Este es un momento de esperado regocijo para nosotros. Especialmente cuando es una guía de turismo rubia la que sale a tender, porque habitualmente lo hace en paños menores. Nosotros vigilamos, a veces toda la tarde, conteniendo los ruidos, sobre una higuera que da a la explanada. Luego, descubrimos con cierta decepción, que no era necesario tanto sigilo, porque cuando la guía nos descubre nos saluda alegremente. Alguien opina que el escondite no era perfecto, con lo que al día siguiente nos ocultamos entre unas cañas espesas, en el bancal de enfrente, acribillados por inmensos arácnidos y moscas criminales.  Cuando sale nuestra inquilina nos vuelve a saludar.

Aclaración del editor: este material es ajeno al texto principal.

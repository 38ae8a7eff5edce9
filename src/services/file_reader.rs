//! Reading transcripts from disk

use crate::utils::error::ServiceError;
use std::io::ErrorKind as IoErrorKind;
use std::path::Path;
use tracing::{error, info, warn};

/// Text file reader producing classified errors
#[derive(Debug, Clone, Copy, Default)]
pub struct FileReader;

impl FileReader {
    pub fn new() -> Self {
        Self
    }

    /// Read a UTF-8 text file
    ///
    /// An empty file is returned as-is with a warning.
    pub async fn read(&self, path: impl AsRef<Path>) -> Result<String, ServiceError> {
        let path = path.as_ref();
        let shown = path.display().to_string();

        match tokio::fs::read_to_string(path).await {
            Ok(content) => {
                info!(file_path = %shown, "Read file");
                if content.trim().is_empty() {
                    warn!(file_path = %shown, "File is empty");
                }
                Ok(content)
            }
            Err(e) if e.kind() == IoErrorKind::NotFound => {
                error!(file_path = %shown, "File does not exist");
                Err(ServiceError::file_read(&shown).with_detail("error", "file does not exist"))
            }
            Err(e) => {
                error!(file_path = %shown, error = %e, "Failed to read file");
                Err(ServiceError::file_read(&shown)
                    .with_detail("error", format!("failed to read file: {}", e)))
            }
        }
    }

    /// Non-empty trimmed lines of a text file
    pub async fn read_lines(&self, path: impl AsRef<Path>) -> Result<Vec<String>, ServiceError> {
        let content = self.read(path).await?;
        Ok(content
            .lines()
            .map(str::trim)
            .filter(|line| !line.is_empty())
            .map(str::to_string)
            .collect())
    }
}
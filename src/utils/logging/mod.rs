//! Tracing subscriber setup
//!
//! The binary installs one global subscriber at start-up. `RUST_LOG` wins over
//! the configured level when it is set.

use crate::config::{LogFormat, LoggingConfig};
use crate::utils::error::{GatewayError, Result};
use tracing_subscriber::EnvFilter;

/// Install the global tracing subscriber
pub fn init_tracing(config: &LoggingConfig) -> Result<()> {
    let filter = EnvFilter::try_from_default_env()
        .or_else(|_| EnvFilter::try_new(&config.level))
        .map_err(|e| GatewayError::config(format!("Invalid log level '{}': {}", config.level, e)))?;

    let builder = tracing_subscriber::fmt()
        .with_env_filter(filter)
        .with_target(config.with_target)
        .with_thread_ids(false);

    let installed = match config.format {
        LogFormat::Json => builder.json().try_init(),
        LogFormat::Text => builder.try_init(),
    };

    installed.map_err(|e| {
        GatewayError::config(format!("Failed to install tracing subscriber: {}", e))
    })
}

/// Truncate to at most `max_chars` characters, appending `...` when cut
pub fn preview(text: &str, max_chars: usize) -> String {
    match text.char_indices().nth(max_chars) {
        Some((idx, _)) => format!("{}...", &text[..idx]),
        None => text.to_string(),
    }
}
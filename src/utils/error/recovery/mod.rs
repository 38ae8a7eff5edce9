//! Error recovery utilities
//!
//! Exponential backoff with jitter and the retrying executor built on it.

mod backoff;
mod retry;
mod types;

pub use backoff::{Backoff, JitterSource};
pub use retry::RetryPolicy;
pub use types::{RetryConfig, RetryState};
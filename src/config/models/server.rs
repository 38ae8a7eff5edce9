//! Server configuration

use super::*;
use serde::{Deserialize, Serialize};

/// Server configuration
#[derive(Debug, Clone, Serialize, Deserialize, PartialEq)]
pub struct ServerConfig {
    /// Server host
    #[serde(default = "default_host")]
    pub host: String,
    /// Server port
    #[serde(default = "default_port")]
    pub port: u16,
    /// Number of worker threads
    pub workers: Option<usize>,
    /// Maximum JSON body size in bytes
    #[serde(default = "default_max_body_size")]
    pub max_body_size: usize,
    /// CORS configuration
    #[serde(default)]
    pub cors: CorsConfig,
}

impl Default for ServerConfig {
    fn default() -> Self {
        Self {
            host: default_host(),
            port: default_port(),
            workers: None,
            max_body_size: default_max_body_size(),
            cors: CorsConfig::default(),
        }
    }
}

impl ServerConfig {
    /// Get the server address
    pub fn address(&self) -> String {
        format!("{}:{}", self.host, self.port)
    }

    /// Get the number of workers (defaults to CPU count)
    pub fn worker_count(&self) -> usize {
        self.workers.unwrap_or_else(num_cpus::get)
    }
}

/// CORS configuration
#[derive(Debug, Clone, Serialize, Deserialize, PartialEq)]
pub struct CorsConfig {
    /// Enable CORS
    #[serde(default = "default_true")]
    pub enabled: bool,
    /// Allowed origins (empty or `*` means any origin)
    #[serde(default = "default_cors_origins")]
    pub allowed_origins: Vec<String>,
    /// Allowed methods
    #[serde(default = "default_cors_methods")]
    pub allowed_methods: Vec<String>,
    /// Allowed headers (empty means any header)
    #[serde(default)]
    pub allowed_headers: Vec<String>,
    /// Max age for preflight requests
    #[serde(default = "default_cors_max_age")]
    pub max_age: usize,
    /// Allow credentials
    #[serde(default)]
    pub allow_credentials: bool,
}

impl Default for CorsConfig {
    fn default() -> Self {
        Self {
            enabled: true,
            allowed_origins: default_cors_origins(),
            allowed_methods: default_cors_methods(),
            allowed_headers: Vec::new(),
            max_age: default_cors_max_age(),
            allow_credentials: false,
        }
    }
}

impl CorsConfig {
    /// Check if CORS allows all origins
    pub fn allows_all_origins(&self) -> bool {
        self.allowed_origins.is_empty() || self.allowed_origins.iter().any(|o| o == "*")
    }
}

fn default_true() -> bool {
    true
}

fn default_cors_origins() -> Vec<String> {
    vec!["*".to_string()]
}

fn default_cors_methods() -> Vec<String> {
    vec!["GET".to_string(), "POST".to_string(), "OPTIONS".to_string()]
}

fn default_cors_max_age() -> usize {
    3600
}
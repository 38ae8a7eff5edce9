//! Type conversions into ServiceError

use super::types::ServiceError;
use actix_web::error::JsonPayloadError;
use serde_json::json;

// Body deserialization failures are reported like any other validation error.
impl From<&JsonPayloadError> for ServiceError {
    fn from(err: &JsonPayloadError) -> Self {
        let error_type = match err {
            JsonPayloadError::ContentType => "content_type",
            JsonPayloadError::Overflow { .. } | JsonPayloadError::OverflowKnownLength { .. } => {
                "payload_too_large"
            }
            JsonPayloadError::Deserialize(_) => "deserialize",
            _ => "payload",
        };

        ServiceError::validation("Request validation failed").with_detail(
            "errors",
            json!([{ "loc": ["body"], "msg": err.to_string(), "type": error_type }]),
        )
    }
}
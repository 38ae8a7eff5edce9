//! Key-information extraction from conversation transcripts

use super::file_reader::FileReader;
use crate::core::{Gateway, GenerationRequest, Mode, ResponseFormat};
use crate::utils::error::ServiceError;
use async_trait::async_trait;
use serde_json::{Value, json};
use std::path::Path;
use std::sync::Arc;
use tracing::debug;

const SYSTEM_PROMPT: &str = r#"
【役割】多人対話内容分析の専門家

【タスク】多人対話の文字起こしテキストから重要な情報を抽出する

【入力】多人対話の完全な文字起こしテキスト

【核心原則】
✅ 重要情報の識別：対話中の重要な事実、決定、情報ポイントを抽出
✅ 構造化整理：情報を明確で整理された要点にまとめる
✅ 原意に忠実：元の対話の情報意図を正確に保持する

【出力規範】
1. 抽出された情報はMarkdown形式の項目として列挙
2. 各情報は簡潔かつ完全な内容で
3. 口癖、重複内容、無関係な社交辞令を除去
4. 対話での情報の出現順に配列

【例】
対話の一部：
"佐藤：皆さん、こんにちは。新製品の発表について、来週の火曜日に行うことにしました。
鈴木：予算はどのくらいですか？宣伝資料を準備する必要がありますか？
田中：予算は3万円以内に抑え、宣伝資料はマーケティング部が担当します。"

抽出結果：
- 新製品の発表は来週火曜日に決定
- プロジェクト予算は3万円以内に抑制
- 宣伝資料はマーケティング部が担当

【注意事項】
- 対話中の重要な事実、決定、重要情報を識別・抽出
- 多人対話には複数の情報ポイントが含まれる可能性があり、すべて抽出する必要あり
- 挨拶などの非重要内容は無視
- 曖昧な内容には最も合理的な解釈を採用
- 抽出された情報は必ず日本語で記述すること

【出力形式】
Markdown形式で出力し、各情報はダッシュで始める：
- 重要情報1
- 重要情報2
- ...
"#;

const USER_PROMPT_PREFIX: &str = "\n以下は多人対話の完全な文字起こし内容です。すべての重要情報を抽出し、日本語でMarkdown形式の項目として列挙してください：\n\n";

/// Schema name of the extraction output
pub const QUESTIONS_SCHEMA: &str = "client_questions";
/// Field of the structured output holding the extracted items
pub const QUESTIONS_FIELD: &str = "questions";

/// Turns a transcript into an ordered list of key points
#[cfg_attr(test, mockall::automock)]
#[async_trait]
pub trait InformationExtractor: Send + Sync {
    async fn extract(&self, transcript: &str) -> Result<Vec<String>, ServiceError>;
}

/// Output schema `{ "questions": [string] }`
pub fn client_questions_format() -> ResponseFormat {
    ResponseFormat::new(
        QUESTIONS_SCHEMA,
        json!({
            "type": "object",
            "properties": {
                QUESTIONS_FIELD: {
                    "type": "array",
                    "items": {"type": "string"}
                }
            },
            "required": [QUESTIONS_FIELD],
            "additionalProperties": false
        }),
    )
}

/// Extractor backed by the generation gateway
#[derive(Debug, Clone)]
pub struct ExtractionService {
    gateway: Arc<Gateway>,
    provider: String,
}

impl ExtractionService {
    pub fn new(gateway: Arc<Gateway>) -> Self {
        let provider = gateway.router().provider().to_string();
        Self { gateway, provider }
    }

    /// Request sent for one transcript
    pub fn build_request(&self, transcript: &str) -> GenerationRequest {
        GenerationRequest::new(SYSTEM_PROMPT, format!("{}{}", USER_PROMPT_PREFIX, transcript))
            .with_response_format(client_questions_format())
            .with_temperature(0.0)
            .with_provider(self.provider.as_str())
            .with_mode(Mode::Chat.as_str())
    }
}

#[async_trait]
impl InformationExtractor for ExtractionService {
    async fn extract(&self, transcript: &str) -> Result<Vec<String>, ServiceError> {
        let request = self.build_request(transcript);
        let output = self.gateway.generate(&request).await?;

        let Some(map) = output.into_structured() else {
            return Err(ServiceError::data_processing(
                "Expected structured output from the model",
            ));
        };

        let items = match map.get(QUESTIONS_FIELD) {
            Some(Value::Array(items)) => items
                .iter()
                .map(|item| item.as_str().map(str::to_string))
                .collect::<Option<Vec<_>>>(),
            _ => None,
        };

        let items = items.ok_or_else(|| {
            ServiceError::data_processing("Model output is missing a list of strings")
                .with_detail("field", QUESTIONS_FIELD)
        })?;

        debug!(count = items.len(), "Extracted key information");
        Ok(items)
    }
}

/// Extract key information from a transcript file
///
/// Blank lines are dropped and the remaining lines joined with `\n`. A file
/// with no content is rejected before the extractor runs.
pub async fn extract_from_file(
    extractor: &dyn InformationExtractor,
    reader: &FileReader,
    path: impl AsRef<Path>,
) -> Result<Vec<String>, ServiceError> {
    let path = path.as_ref();
    let lines = reader.read_lines(path).await?;

    if lines.is_empty() {
        return Err(
            ServiceError::validation("Transcript content must not be empty")
                .with_detail("file_path", path.display().to_string()),
        );
    }

    debug!(lines = lines.len(), "Loaded transcript from file");
    extractor.extract(&lines.join("\n")).await
}
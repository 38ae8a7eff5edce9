//! Configuration data models
//!
//! This module defines all configuration structures used throughout the gateway.

pub mod gateway;
pub mod llm;
pub mod logging;
pub mod retry;
pub mod server;

pub use gateway::*;
pub use llm::*;
pub use logging::*;
pub use retry::*;
pub use server::*;

/// Default values for configuration
pub fn default_host() -> String {
    "0.0.0.0".to_string()
}

/// Default server port
pub fn default_port() -> u16 {
    8000
}

/// Default maximum body size in bytes
pub fn default_max_body_size() -> usize {
    10 * 1024 * 1024 // 10MB
}

/// Default maximum retries per provider call
pub fn default_max_retries() -> u32 {
    3
}

/// Default provider request timeout in seconds
pub fn default_llm_timeout() -> u64 {
    60
}
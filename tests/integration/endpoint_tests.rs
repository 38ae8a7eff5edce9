//! HTTP endpoint tests against the full application

#[cfg(test)]
mod tests {
    use crate::common::fixtures::{azure_gateway, completion_body};
    use crate::common::providers::StaticExtractor;
    use actix_web::{test, web};
    use serde_json::{Value, json};
    use std::sync::Arc;
    use transcript_gateway::server::routes::answer::{AnswerResponse, SUMMARY_LABEL};
    use transcript_gateway::server::{AppState, HttpServer};
    use transcript_gateway::utils::error::{ERROR_ID_HEADER, ErrorResponse};
    use transcript_gateway::{Config, ExtractionService, ServiceError};
    use wiremock::matchers::method;
    use wiremock::{Mock, MockServer, ResponseTemplate};

    fn azure_state(server: &MockServer) -> AppState {
        let gateway = azure_gateway(&server.uri(), 0);
        let extractor = Arc::new(ExtractionService::new(gateway.clone()));
        AppState::new(Config::default(), gateway, extractor)
    }

    macro_rules! app {
        ($state:expr) => {
            test::init_service(HttpServer::create_app(web::Data::new($state))).await
        };
    }

    fn answer_request(query: &str) -> test::TestRequest {
        test::TestRequest::post()
            .uri("/v1/generate_answer")
            .set_json(json!({ "query": query }))
    }

    #[actix_web::test]
    async fn test_transcript_to_labelled_items() {
        let server = MockServer::start().await;
        Mock::given(method("POST"))
            .respond_with(ResponseTemplate::new(200).set_body_json(completion_body(
                r#"{"questions": ["新製品の発表は来週火曜日に決定", "宣伝資料はマーケティング部が担当"]}"#,
            )))
            .expect(1)
            .mount(&server)
            .await;

        let app = app!(azure_state(&server));
        let req = answer_request("佐藤：新製品の発表は来週の火曜日です。").to_request();
        let resp = test::call_service(&app, req).await;
        assert_eq!(resp.status().as_u16(), 200);

        let body: AnswerResponse = test::read_body_json(resp).await;
        assert_eq!(
            body.data.extract_query,
            vec![
                SUMMARY_LABEL,
                "新製品の発表は来週火曜日に決定",
                "宣伝資料はマーケティング部が担当"
            ]
        );
    }

    #[actix_web::test]
    async fn test_provider_rejection_becomes_processing_error() {
        let server = MockServer::start().await;
        Mock::given(method("POST"))
            .respond_with(ResponseTemplate::new(401).set_body_json(json!({
                "error": {"message": "Access denied"}
            })))
            .expect(1)
            .mount(&server)
            .await;

        let app = app!(azure_state(&server));
        let resp = test::call_service(&app, answer_request("some transcript").to_request()).await;

        assert_eq!(resp.status().as_u16(), 500);
        assert!(resp.headers().contains_key(ERROR_ID_HEADER));

        let body: ErrorResponse = test::read_body_json(resp).await;
        assert_eq!(body.error.error_type, "DataProcessingError");
        assert_eq!(
            body.error.details.get("original_error"),
            Some(&json!("Invalid Azure API key or credentials"))
        );
    }

    #[actix_web::test]
    async fn test_empty_query_never_reaches_provider() {
        let server = MockServer::start().await;
        Mock::given(method("POST"))
            .respond_with(ResponseTemplate::new(200).set_body_json(completion_body("{}")))
            .expect(0)
            .mount(&server)
            .await;

        let app = app!(azure_state(&server));
        let resp = test::call_service(&app, answer_request("").to_request()).await;

        assert_eq!(resp.status().as_u16(), 422);
        let body: Value = test::read_body_json(resp).await;
        assert_eq!(body["error"]["type"], "ValidationError");
        assert_eq!(body["error"]["details"]["field"], "query");
    }

    #[actix_web::test]
    async fn test_error_id_header_matches_body() {
        let state = AppState::new(
            Config::default(),
            azure_gateway("http://127.0.0.1:9", 0),
            Arc::new(StaticExtractor(Err(ServiceError::llm("openai", "down")))),
        );
        let app = app!(state);

        let resp = test::call_service(&app, answer_request("a").to_request()).await;
        let header_id: i64 = resp
            .headers()
            .get(ERROR_ID_HEADER)
            .and_then(|v| v.to_str().ok())
            .and_then(|v| v.parse().ok())
            .unwrap();

        let body: ErrorResponse = test::read_body_json(resp).await;
        assert_eq!(body.error.code, 500);
        assert_eq!(body.error.id, header_id);
        assert_eq!(body.error.details.get("original_error"), Some(&json!("down")));
    }

    #[actix_web::test]
    async fn test_health_reports_build_info() {
        let state = AppState::new(
            Config::default(),
            azure_gateway("http://127.0.0.1:9", 0),
            Arc::new(StaticExtractor(Ok(Vec::new()))),
        );
        let app = app!(state);

        let req = test::TestRequest::get().uri("/health").to_request();
        let body: Value = test::call_and_read_body_json(&app, req).await;

        assert_eq!(body["status"], "healthy");
        assert_eq!(body["version"], transcript_gateway::VERSION);
        assert_eq!(body["git_hash"], transcript_gateway::build_info().git_hash);
        assert_eq!(body["llm"]["models"]["chat"], "gpt-4o-test");
        assert_eq!(body["llm"]["models"]["reasoning"], "o1-test");
    }

    #[actix_web::test]
    async fn test_empty_extraction_still_labelled() {
        let state = AppState::new(
            Config::default(),
            azure_gateway("http://127.0.0.1:9", 0),
            Arc::new(StaticExtractor(Ok(Vec::new()))),
        );
        let app = app!(state);

        let body: AnswerResponse =
            test::call_and_read_body_json(&app, answer_request("hello").to_request()).await;
        assert_eq!(body.data.extract_query, vec![SUMMARY_LABEL]);
    }
}
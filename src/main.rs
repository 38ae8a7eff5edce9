//! Transcript gateway server
//!
//! Loads configuration, initialises tracing and serves the HTTP API. With
//! `--transcript` it extracts one file instead and prints the result.

use clap::Parser;
use std::path::PathBuf;
use std::process::ExitCode;
use std::sync::Arc;
use transcript_gateway::server::routes::answer::AnswerResponse;
use transcript_gateway::server::run_server;
use transcript_gateway::services::extract_from_file;
use transcript_gateway::utils::logging::init_tracing;
use transcript_gateway::{Config, ExtractionService, FileReader, Gateway, Result};

/// Command line arguments
#[derive(Debug, Parser)]
#[command(name = "gateway", version, about = "Transcript extraction gateway")]
struct Args {
    /// YAML configuration file; environment only when omitted
    #[arg(short, long, env = "GATEWAY_CONFIG")]
    config: Option<PathBuf>,

    /// Override the bind host
    #[arg(long, env = "HOST")]
    host: Option<String>,

    /// Override the bind port
    #[arg(short, long, env = "PORT")]
    port: Option<u16>,

    /// Extract this transcript file and exit instead of serving
    #[arg(short, long)]
    transcript: Option<PathBuf>,
}

async fn load_config(args: &Args) -> Result<Config> {
    let mut config = match &args.config {
        Some(path) => Config::from_file(path).await?,
        None => Config::from_env()?,
    };

    if let Some(host) = &args.host {
        config.gateway.server.host = host.clone();
    }
    if let Some(port) = args.port {
        config.gateway.server.port = port;
    }

    config.validate()?;
    Ok(config)
}

async fn run_once(config: &Config, path: &PathBuf) -> Result<()> {
    let gateway = Arc::new(Gateway::from_config(config)?);
    let extractor = ExtractionService::new(gateway);

    let items = extract_from_file(&extractor, &FileReader::new(), path).await?;

    let output = serde_json::to_string_pretty(&AnswerResponse::labelled(items))?;
    println!("{}", output);
    Ok(())
}

#[tokio::main]
async fn main() -> ExitCode {
    // .env is optional
    let _ = dotenvy::dotenv();
    let args = Args::parse();

    let config = match load_config(&args).await {
        Ok(config) => config,
        Err(e) => {
            eprintln!("Error: {}", e);
            return ExitCode::FAILURE;
        }
    };

    if let Err(e) = init_tracing(config.logging()) {
        eprintln!("Error: {}", e);
        return ExitCode::FAILURE;
    }

    let outcome = match &args.transcript {
        Some(path) => run_once(&config, path).await,
        None => run_server(config).await,
    };

    match outcome {
        Ok(()) => ExitCode::SUCCESS,
        Err(e) => {
            // Display keeps multi-line messages readable
            eprintln!("Error: {}", e);
            ExitCode::FAILURE
        }
    }
}
//! HTTP middleware implementations

mod error_envelope;
mod request_logging;

pub use error_envelope::{classify_status, error_envelope};
pub use request_logging::{
    REQUEST_ID_HEADER, RequestLoggingMiddleware, RequestLoggingMiddlewareService,
};
//! Error handling for the gateway
//!
//! Two families of errors live here:
//!
//! - [`ServiceError`]: classified failures raised while serving a request. Each
//!   carries an [`ErrorKind`] with a fixed HTTP code and a flat details map, and
//!   renders itself as the uniform JSON error envelope.
//! - [`GatewayError`]: start-up and plumbing failures (configuration, IO, bind).

mod conversions;
mod helpers;
mod kind;
mod response;
mod types;

pub use kind::ErrorKind;
pub use response::{ERROR_ID_HEADER, ErrorDetail, ErrorResponse};
pub use types::{GatewayError, Result, ServiceError};
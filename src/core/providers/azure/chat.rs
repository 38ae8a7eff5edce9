//! Azure OpenAI chat completion wire format

use crate::core::types::ResponseFormat;
use serde::{Deserialize, Serialize};
use serde_json::{Value, json};

/// Chat completion request body
#[derive(Debug, Clone, Serialize, PartialEq)]
pub struct ChatCompletionRequest<'a> {
    pub model: &'a str,
    pub messages: Vec<ChatMessage<'a>>,
    #[serde(skip_serializing_if = "Option::is_none")]
    pub temperature: Option<f32>,
    #[serde(skip_serializing_if = "Option::is_none")]
    pub response_format: Option<Value>,
}

#[derive(Debug, Clone, Serialize, PartialEq)]
pub struct ChatMessage<'a> {
    pub role: &'static str,
    pub content: MessageContent<'a>,
}

/// Plain string content or a list of typed parts
#[derive(Debug, Clone, Serialize, PartialEq)]
#[serde(untagged)]
pub enum MessageContent<'a> {
    Text(&'a str),
    Parts(Vec<ContentPart<'a>>),
}

#[derive(Debug, Clone, Serialize, PartialEq)]
pub struct ContentPart<'a> {
    #[serde(rename = "type")]
    pub part_type: &'static str,
    pub text: &'a str,
}

impl<'a> ChatCompletionRequest<'a> {
    /// System and user messages with temperature
    pub fn chat(
        model: &'a str,
        system_prompt: &'a str,
        user_prompt: &'a str,
        temperature: f32,
    ) -> Self {
        Self {
            model,
            messages: vec![
                ChatMessage {
                    role: "system",
                    content: MessageContent::Text(system_prompt),
                },
                ChatMessage {
                    role: "user",
                    content: MessageContent::Text(user_prompt),
                },
            ],
            temperature: Some(temperature),
            response_format: None,
        }
    }

    /// One user message carrying a single text part; reasoning models reject temperature
    pub fn reasoning(model: &'a str, prompt: &'a str) -> Self {
        Self {
            model,
            messages: vec![ChatMessage {
                role: "user",
                content: MessageContent::Parts(vec![ContentPart {
                    part_type: "text",
                    text: prompt,
                }]),
            }],
            temperature: None,
            response_format: None,
        }
    }

    /// Chat request constrained to a JSON schema
    pub fn structured(
        model: &'a str,
        system_prompt: &'a str,
        user_prompt: &'a str,
        temperature: f32,
        format: &ResponseFormat,
    ) -> Self {
        let mut request = Self::chat(model, system_prompt, user_prompt, temperature);
        request.response_format = Some(json!({
            "type": "json_schema",
            "json_schema": {
                "name": format.name,
                "schema": format.schema,
                "strict": format.strict,
            }
        }));
        request
    }
}

/// Chat completion response body, reduced to what the gateway reads
#[derive(Debug, Clone, Deserialize)]
pub struct ChatCompletionResponse {
    #[serde(default)]
    pub choices: Vec<ChatChoice>,
}

#[derive(Debug, Clone, Deserialize)]
pub struct ChatChoice {
    pub message: ResponseMessage,
    #[serde(default)]
    pub finish_reason: Option<String>,
}

#[derive(Debug, Clone, Deserialize)]
pub struct ResponseMessage {
    #[serde(default)]
    pub content: Option<String>,
    #[serde(default)]
    pub refusal: Option<String>,
}

impl ChatCompletionResponse {
    /// Message of the first choice
    pub fn first_message(&self) -> Option<&ResponseMessage> {
        self.choices.first().map(|choice| &choice.message)
    }
}
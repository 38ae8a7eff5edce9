//! Request and result types of the generation gateway

use serde::{Deserialize, Serialize};
use serde_json::{Map, Value};
use std::fmt;

/// Default provider id when a caller does not name one
pub const DEFAULT_PROVIDER: &str = "openai";

/// Invocation mode requested by a caller
#[derive(Debug, Clone, Copy, PartialEq, Eq, Hash, Serialize, Deserialize)]
#[serde(rename_all = "lowercase")]
pub enum Mode {
    /// Role-based exchange with temperature
    Chat,
    /// Single concatenated prompt, provider-side temperature ignored
    Reasoning,
}

impl Mode {
    pub const fn as_str(&self) -> &'static str {
        match self {
            Mode::Chat => "chat",
            Mode::Reasoning => "reasoning",
        }
    }
}

impl fmt::Display for Mode {
    fn fmt(&self, f: &mut fmt::Formatter<'_>) -> fmt::Result {
        f.write_str(self.as_str())
    }
}

/// How the provider is invoked for one request
#[derive(Debug, Clone, Copy, PartialEq, Eq)]
pub enum InvocationShape {
    /// Schema-constrained output decoded into a mapping
    Structured,
    Reasoning,
    Chat,
}

/// Declared output schema for structured generation
#[derive(Debug, Clone, PartialEq, Serialize, Deserialize)]
pub struct ResponseFormat {
    /// Schema name reported to the provider
    pub name: String,
    /// JSON schema of the expected object
    pub schema: Value,
    /// Ask the provider to enforce the schema strictly
    #[serde(default = "default_strict")]
    pub strict: bool,
}

impl ResponseFormat {
    pub fn new(name: impl Into<String>, schema: Value) -> Self {
        Self {
            name: name.into(),
            schema,
            strict: true,
        }
    }
}

fn default_strict() -> bool {
    true
}

/// One generation call
///
/// `mode` stays the caller-supplied string; the router decides whether it is
/// meaningful.
#[derive(Debug, Clone, PartialEq)]
pub struct GenerationRequest {
    pub system_prompt: String,
    pub user_prompt: String,
    pub response_format: Option<ResponseFormat>,
    pub temperature: f32,
    pub provider: String,
    pub mode: String,
}

impl GenerationRequest {
    /// Chat request against the default provider at temperature 1.0
    pub fn new(system_prompt: impl Into<String>, user_prompt: impl Into<String>) -> Self {
        Self {
            system_prompt: system_prompt.into(),
            user_prompt: user_prompt.into(),
            response_format: None,
            temperature: 1.0,
            provider: DEFAULT_PROVIDER.to_string(),
            mode: Mode::Chat.as_str().to_string(),
        }
    }

    pub fn with_response_format(mut self, format: ResponseFormat) -> Self {
        self.response_format = Some(format);
        self
    }

    pub fn with_temperature(mut self, temperature: f32) -> Self {
        self.temperature = temperature;
        self
    }

    pub fn with_provider(mut self, provider: impl Into<String>) -> Self {
        self.provider = provider.into();
        self
    }

    pub fn with_mode(mut self, mode: impl Into<String>) -> Self {
        self.mode = mode.into();
        self
    }
}

/// Decoded provider output
#[derive(Debug, Clone, PartialEq)]
pub enum GenerationResult {
    Text(String),
    Structured(Map<String, Value>),
}

impl GenerationResult {
    pub fn as_text(&self) -> Option<&str> {
        match self {
            GenerationResult::Text(text) => Some(text),
            GenerationResult::Structured(_) => None,
        }
    }

    pub fn into_structured(self) -> Option<Map<String, Value>> {
        match self {
            GenerationResult::Structured(map) => Some(map),
            GenerationResult::Text(_) => None,
        }
    }
}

Luego, están los espías. Quiero decir, los que Ricardo se empeña en que son espías. Uno, calvo y bronceado, no habla nunca y permanece todo el día encerrado en el bungalow. Cuando se sienta en el banco del patio, por la tarde, se dedica a tomar notas en un cuaderno que siempre lleva con él. Mi hermano dice que son mensajes cifrados y probablemente sea cierto. A éste apenas le espiamos porque se irrita cuando nos descubre en los árboles y Ricardo dice que puede ser peligroso. Hay otro espía pelirrojo, mayor y silencioso, que únicamente sale por las noches. Regresa de madrugada, hablando a solas y caminando en círculos. A veces le acompaña, sujetándolo por el brazo, el dueño de un pub cercano. Más que espía, nos cuenta la tía Concha, es un antiguo oficial del Imperio en la India, que se ha quedado viudo y ha decidido terminar con las provisiones de ginebra en cualquier lugar ajeno a la Commonwealth. Casi lo había conseguido, cuando unos desalmados parientes vinieron a devolverlo a su nebuloso país.

También hay dos holandesas taciturnas y un francés muy moreno y simpático, que juega al ping-pong con nosotros y nos habla de legendarios negocios en Argelia, de una gran finca en Larache y de hijos en el Atlas, y que se marchó una mañana sin avisar, dejando a deber todos los meses anteriores.

En los apartamentos estuvo, durante años, la señora Kalman, exiliada húngara venida por no se sabe qué misterioso derrotero a parar allí. De ella, vieja, bondadosa y charlatana - aunque hablaba un español ininteligible - nos hicimos muy amigos y escuchábamos sus interminables historias familiares sin pestañear. Nos invitaba a limonada y a tarta de cebolla, además. Cuando murió, un invierno, sentimos su desaparición y fuimos a visitar a su hijo, un músico que había sido célebre en Viena y que tocaba en el piano en un tugurio del pueblo por la noche.

Luego, años después, Ricardo fue descubriendo la desdichada y compleja historia de la familia, judíos húngaros, pianistas y compositores de éxito en su momento, que tuvieron que huir de su país como pudieron a la llegada del nazismo. Pero ésta es otra historia. Aunque pertenezca, quizá, a la geografía del bancal de atrás.